Article 422 of meer.list.spam-z:
Path: matra.meer.net!gateway
From: timster@mo.net (Timster)
Newsgroups: meer.list.spam-z
Subject: Re: Rejecting mail from unresolvable hosts (LONG reply, hopefully not boring)
Date: 20 Jan 1998 01:35:59 -0000
Organization: Spam is Theft.   See http://www.cauce.org/
Lines: 148
Distribution: meer
Message-ID: <34C3FD5B.CB2B1BC9@mo.net>
References: <199801191956.LAA15647@kithrup.com>
NNTP-Posting-Host: matra.meer.net
Mime-Version: 1.0
Content-Type: text/plain; charset=us-ascii
Content-Transfer-Encoding: 7bit
X-Trace: matra.meer.net 885260162 25937 (None) 140.174.164.31
X-Complaints-To: usenet@matra.meer.net
Xref: matra.meer.net meer.list.spam-z:422

Sean Eric Fagan wrote:
> 
> I just added some lines in sendmail that (supposedly, anyway -- I really need
> to go over that sendmail book again ;)) reject (error 451, so transient
> rejection) hosts without a valid PTR record.
> 
> Does anyone else do this?  I haven't had one blocked since I did this (so
> amn't even sure it will work ;)).  I had been checking for a couple of weeks,
> and didn't notice any legitimate email coming from such sites, so I think the
> collatoral damage will be minimal... but I'm still somewhat uneasy about it.

Yeah I used to do this, and I stopped because I honestly found it
ineffective.  It's a good idea, and it will stop some spam, but in my
experience so far, nothing works as well as filtering (if you can't use
the RBL for political reasons where you work) and aggressive (but
polite) complaining.

As much insight as I have gotten from the wonderful people on this list,
maybe this is my opportunity to share some of my own.
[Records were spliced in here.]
//! An unbounded two-state cellular automaton, evolved with Hashlife.

mod evolve;
mod iter;
mod node;
mod pattern;
mod rewind;
mod rule;
mod stimulus;
mod store;
mod universe;

pub use pattern::{center_on_origin, get_bounds, Bounds};
pub use rule::{Rule, RuleError};
pub use stimulus::MAX_CELLS_PER_STIMULUS;
pub use store::DEFAULT_CAPACITY_LOG2;
pub use universe::{Universe, MIN_LEVEL};
use crate::universe::{saturate, Universe};
use rand::Rng;
use std::ops::Range;
use tracing::trace;

/// Cells inserted by [`Universe::stimulate`] at full energy.
pub const MAX_CELLS_PER_STIMULUS: usize = 50;

impl Universe {
    /// Sets `count` random cells in the `width × height` rectangle centred on
    /// the origin. Cells may be drawn more than once.
    pub fn seed_random<R>(&mut self, width: u32, height: u32, count: usize, rng: &mut R) -> &mut Self
    where
        R: Rng + ?Sized,
    {
        if width == 0 || height == 0 {
            return self;
        }
        let (dx, dy) = (i64::from(width / 2), i64::from(height / 2));
        for _ in 0..count {
            let x = rng.random_range(0..i64::from(width)) - dx;
            let y = rng.random_range(0..i64::from(height)) - dy;
            self.set_cell(x, y, true);
        }
        self
    }

    /// Inserts live cells in proportion to `energy`, from none at `0` to
    /// [`MAX_CELLS_PER_STIMULUS`] at `255`.
    ///
    /// Each cell lands on a random row of `rows`, anywhere across the width of
    /// the current root. Returns the number of insertions.
    pub fn stimulate<R>(&mut self, energy: u8, rows: Range<i64>, rng: &mut R) -> usize
    where
        R: Rng + ?Sized,
    {
        if rows.is_empty() {
            return 0;
        }
        let count = energy as usize * MAX_CELLS_PER_STIMULUS / u8::MAX as usize;
        let half = 1i128 << (self.level() - 1);
        let (left, right) = (saturate(-half), saturate(half - 1));
        for _ in 0..count {
            let x = rng.random_range(left..=right);
            let y = rng.random_range(rows.clone());
            self.set_cell(x, y, true);
        }
        trace!(energy, count, "stimulated");
        count
    }
}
I hope it helps. 
This is pretty long, so bail out here if you're not interested.

The sendmail config changes I made at the time I was doing the blocking
you describe used the Sendmail built-in check_compat rules, which have
been in place since sendmail 8.8.4 (I think).  I used the check_mail
rule, as described in Claus Assman's outstanding sendmail page
(http://www.informatik.uni-kiel.de/%7Eca/email/english.html).  I
recommend this page highly to anybody who deals with sendmail, whether
spam is an issue or not.

The check_compat rule built-ins are the only location in the sendmail
code in which the envelope sender and envelope recipient are available
for viewing at the same time; sendmail normally deals with one or the
other, depending on which ruleset is being executed in the flow.  The
check_compat code was created explicitly to provide filtering
capability, though not necessarily for anti-spam activity.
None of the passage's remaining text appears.